Material provided »

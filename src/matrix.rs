//! Column-major numeric matrix backing every time-indexed frame.
//!
//! [`DataMatrix`] stores rows (time steps) × columns (series) in a flat
//! column-major `Vec<f64>`. Each series is therefore a contiguous slice, and a
//! window over one series is a sub-slice of it: windowed metrics never copy.
//!
//! Missing observations are stored as [`MISSING`] (`NaN`). They are only ever
//! created explicitly, through [`DataMatrix::from_options`] or by a metric that
//! propagates missingness.

use std::ops::Range;

use nalgebra::DMatrix;

/// Marker stored in cells that hold no observation.
pub const MISSING: f64 = f64::NAN;

/// Whether a cell value is the missing marker.
#[inline]
pub fn is_missing(value: f64) -> bool {
    value.is_nan()
}

/// Column-major matrix of time steps × series.
///
/// Element `(row, col)` lives at index `row + col * nrows`.
///
/// # Examples
///
/// ```
/// use nltsa_core::matrix::DataMatrix;
///
/// // 3 time steps, 2 series
/// let mat = DataMatrix::from_column_major(vec![1.0, 2.0, 3.0, 10.0, 20.0, 30.0], 3, 2).unwrap();
///
/// assert_eq!(mat[(1, 1)], 20.0);
/// assert_eq!(mat.column(0), &[1.0, 2.0, 3.0]);
/// assert_eq!(mat.window(1, 1..3), &[20.0, 30.0]);
/// ```
#[derive(Debug, Clone, PartialEq)]
pub struct DataMatrix {
    data: Vec<f64>,
    nrows: usize,
    ncols: usize,
}

impl DataMatrix {
    /// Create from flat column-major data.
    ///
    /// Returns `None` if `data.len() != nrows * ncols`.
    pub fn from_column_major(data: Vec<f64>, nrows: usize, ncols: usize) -> Option<Self> {
        if data.len() != nrows * ncols {
            return None;
        }
        Some(Self { data, nrows, ncols })
    }

    /// Create from row-major nested vectors (one inner vector per time step).
    ///
    /// Returns `None` if the rows are ragged.
    pub fn from_rows(rows: &[Vec<f64>]) -> Option<Self> {
        let nrows = rows.len();
        let ncols = rows.first().map_or(0, |r| r.len());
        if rows.iter().any(|r| r.len() != ncols) {
            return None;
        }
        let mut data = Vec::with_capacity(nrows * ncols);
        for j in 0..ncols {
            data.extend(rows.iter().map(|r| r[j]));
        }
        Some(Self { data, nrows, ncols })
    }

    /// Create from per-series columns where `None` marks a missing observation.
    ///
    /// Returns `None` if the columns have different lengths.
    pub fn from_options(columns: &[Vec<Option<f64>>]) -> Option<Self> {
        let ncols = columns.len();
        let nrows = columns.first().map_or(0, |c| c.len());
        if columns.iter().any(|c| c.len() != nrows) {
            return None;
        }
        let data = columns
            .iter()
            .flat_map(|c| c.iter().map(|v| v.unwrap_or(MISSING)))
            .collect();
        Some(Self { data, nrows, ncols })
    }

    /// Create a zero-filled matrix.
    pub fn zeros(nrows: usize, ncols: usize) -> Self {
        Self {
            data: vec![0.0; nrows * ncols],
            nrows,
            ncols,
        }
    }

    #[inline]
    pub fn nrows(&self) -> usize {
        self.nrows
    }

    #[inline]
    pub fn ncols(&self) -> usize {
        self.ncols
    }

    /// Dimensions as `(nrows, ncols)`.
    #[inline]
    pub fn shape(&self) -> (usize, usize) {
        (self.nrows, self.ncols)
    }

    #[inline]
    pub fn is_empty(&self) -> bool {
        self.data.is_empty()
    }

    /// Contiguous slice holding one series.
    ///
    /// # Panics
    /// Panics if `col >= ncols`.
    #[inline]
    pub fn column(&self, col: usize) -> &[f64] {
        let start = col * self.nrows;
        &self.data[start..start + self.nrows]
    }

    #[inline]
    pub fn column_mut(&mut self, col: usize) -> &mut [f64] {
        let start = col * self.nrows;
        &mut self.data[start..start + self.nrows]
    }

    /// Zero-copy view of rows `rows` of series `col`.
    ///
    /// # Panics
    /// Panics if the range or the column is out of bounds.
    #[inline]
    pub fn window(&self, col: usize, rows: Range<usize>) -> &[f64] {
        &self.column(col)[rows]
    }

    /// Extract a single time step across all series.
    pub fn row(&self, row: usize) -> Vec<f64> {
        (0..self.ncols)
            .map(|j| self.data[row + j * self.nrows])
            .collect()
    }

    /// Copy a contiguous block of rows into a new matrix.
    ///
    /// Decomposition fits need an owned block; the metric paths use
    /// [`DataMatrix::window`] instead.
    pub fn row_block(&self, rows: Range<usize>) -> Self {
        let nrows = rows.len();
        let mut data = Vec::with_capacity(nrows * self.ncols);
        for j in 0..self.ncols {
            data.extend_from_slice(&self.column(j)[rows.clone()]);
        }
        Self {
            data,
            nrows,
            ncols: self.ncols,
        }
    }

    /// Copy the given columns, in the given order, into a new matrix.
    pub fn select_columns(&self, cols: &[usize]) -> Self {
        let mut data = Vec::with_capacity(self.nrows * cols.len());
        for &j in cols {
            data.extend_from_slice(self.column(j));
        }
        Self {
            data,
            nrows: self.nrows,
            ncols: cols.len(),
        }
    }

    /// Copy the given rows, in the given order, into a new matrix.
    pub fn select_rows(&self, rows: &[usize]) -> Self {
        let mut data = Vec::with_capacity(rows.len() * self.ncols);
        for j in 0..self.ncols {
            let col = self.column(j);
            data.extend(rows.iter().map(|&i| col[i]));
        }
        Self {
            data,
            nrows: rows.len(),
            ncols: self.ncols,
        }
    }

    /// Number of non-missing cells in a column.
    pub fn valid_count(&self, col: usize) -> usize {
        self.column(col).iter().filter(|v| !is_missing(**v)).count()
    }

    /// Whether any cell holds the missing marker.
    pub fn has_missing(&self) -> bool {
        self.data.iter().any(|v| is_missing(*v))
    }

    #[inline]
    pub fn as_slice(&self) -> &[f64] {
        &self.data
    }

    /// Convert to a nalgebra `DMatrix<f64>`. Both layouts are column-major.
    pub fn to_dmatrix(&self) -> DMatrix<f64> {
        DMatrix::from_column_slice(self.nrows, self.ncols, &self.data)
    }

    pub fn from_dmatrix(mat: &DMatrix<f64>) -> Self {
        let (nrows, ncols) = mat.shape();
        Self {
            data: mat.as_slice().to_vec(),
            nrows,
            ncols,
        }
    }

    /// Get element at (row, col) with bounds checking.
    #[inline]
    pub fn get(&self, row: usize, col: usize) -> Option<f64> {
        if row < self.nrows && col < self.ncols {
            Some(self.data[row + col * self.nrows])
        } else {
            None
        }
    }
}

impl std::ops::Index<(usize, usize)> for DataMatrix {
    type Output = f64;

    #[inline]
    fn index(&self, (row, col): (usize, usize)) -> &f64 {
        debug_assert!(
            row < self.nrows && col < self.ncols,
            "DataMatrix index ({}, {}) out of bounds for {}x{} matrix",
            row,
            col,
            self.nrows,
            self.ncols
        );
        &self.data[row + col * self.nrows]
    }
}

impl std::ops::IndexMut<(usize, usize)> for DataMatrix {
    #[inline]
    fn index_mut(&mut self, (row, col): (usize, usize)) -> &mut f64 {
        debug_assert!(
            row < self.nrows && col < self.ncols,
            "DataMatrix index ({}, {}) out of bounds for {}x{} matrix",
            row,
            col,
            self.nrows,
            self.ncols
        );
        &mut self.data[row + col * self.nrows]
    }
}

impl std::fmt::Display for DataMatrix {
    fn fmt(&self, f: &mut std::fmt::Formatter<'_>) -> std::fmt::Result {
        write!(f, "DataMatrix({}x{})", self.nrows, self.ncols)
    }
}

Brief » All that should be written out is the stretch of lines above between the one holding "if rows.iter().any(|r| r.len()" and the one holding "pub fn row(&self, row: usize)", inclusive, exactly as given.

Response box »
        if rows.iter().any(|r| r.len() != ncols) {
            return None;
        }
        let mut data = Vec::with_capacity(nrows * ncols);
        for j in 0..ncols {
            data.extend(rows.iter().map(|r| r[j]));
        }
        Some(Self { data, nrows, ncols })
    }

    /// Create from per-series columns where `None` marks a missing observation.
    ///
    /// Returns `None` if the columns have different lengths.
    pub fn from_options(columns: &[Vec<Option<f64>>]) -> Option<Self> {
        let ncols = columns.len();
        let nrows = columns.first().map_or(0, |c| c.len());
        if columns.iter().any(|c| c.len() != nrows) {
            return None;
        }
        let data = columns
            .iter()
            .flat_map(|c| c.iter().map(|v| v.unwrap_or(MISSING)))
            .collect();
        Some(Self { data, nrows, ncols })
    }

    /// Create a zero-filled matrix.
    pub fn zeros(nrows: usize, ncols: usize) -> Self {
        Self {
            data: vec![0.0; nrows * ncols],
            nrows,
            ncols,
        }
    }

    #[inline]
    pub fn nrows(&self) -> usize {
        self.nrows
    }

    #[inline]
    pub fn ncols(&self) -> usize {
        self.ncols
    }

    /// Dimensions as `(nrows, ncols)`.
    #[inline]
    pub fn shape(&self) -> (usize, usize) {
        (self.nrows, self.ncols)
    }

    #[inline]
    pub fn is_empty(&self) -> bool {
        self.data.is_empty()
    }

    /// Contiguous slice holding one series.
    ///
    /// # Panics
    /// Panics if `col >= ncols`.
    #[inline]
    pub fn column(&self, col: usize) -> &[f64] {
        let start = col * self.nrows;
        &self.data[start..start + self.nrows]
    }

    #[inline]
    pub fn column_mut(&mut self, col: usize) -> &mut [f64] {
        let start = col * self.nrows;
        &mut self.data[start..start + self.nrows]
    }

    /// Zero-copy view of rows `rows` of series `col`.
    ///
    /// # Panics
    /// Panics if the range or the column is out of bounds.
    #[inline]
    pub fn window(&self, col: usize, rows: Range<usize>) -> &[f64] {
        &self.column(col)[rows]
    }

    /// Extract a single time step across all series.
    pub fn row(&self, row: usize) -> Vec<f64> {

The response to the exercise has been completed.